Task brief
Tell how many lines in the data contain the string "RoundEngine", using a single number as the whole reply.

Recorded information

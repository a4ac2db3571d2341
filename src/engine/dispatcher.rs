//! Round-engine dispatcher.
//!
//! Selects the fastest available AES realization for this host. Detection is
//! a CPUID-style query where the platform provides one (x86), and
//! compile-time arch gating elsewhere; the decision is made once, before
//! worker threads start, and cached for the life of the process.

use std::sync::OnceLock;

use crate::kernels::{self, RoundEngine};

static ENGINE: OnceLock<&'static RoundEngine> = OnceLock::new();

/// Returns the engine every new context binds.
pub fn best_engine() -> &'static RoundEngine {
    ENGINE.get_or_init(detect)
}

fn detect() -> &'static RoundEngine {
    // 1. Runtime query (x86 exposes feature detection through std)
    #[cfg(any(target_arch = "x86", target_arch = "x86_64"))]
    if is_x86_feature_detected!("aes") && is_x86_feature_detected!("sse2") {
        return &kernels::aesni::ENGINE;
    }

    // 2. Compile-time dispatch: the POWER and SPARC engines assume the
    //    crypto unit is present when built for the architecture.
    #[cfg(target_arch = "powerpc64")]
    return &kernels::power::ENGINE;

    #[cfg(target_arch = "sparc64")]
    return &kernels::sparc::ENGINE;

    // 3. Portable fallback
    #[cfg(not(any(target_arch = "powerpc64", target_arch = "sparc64")))]
    &kernels::portable::ENGINE
}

Exercise result
4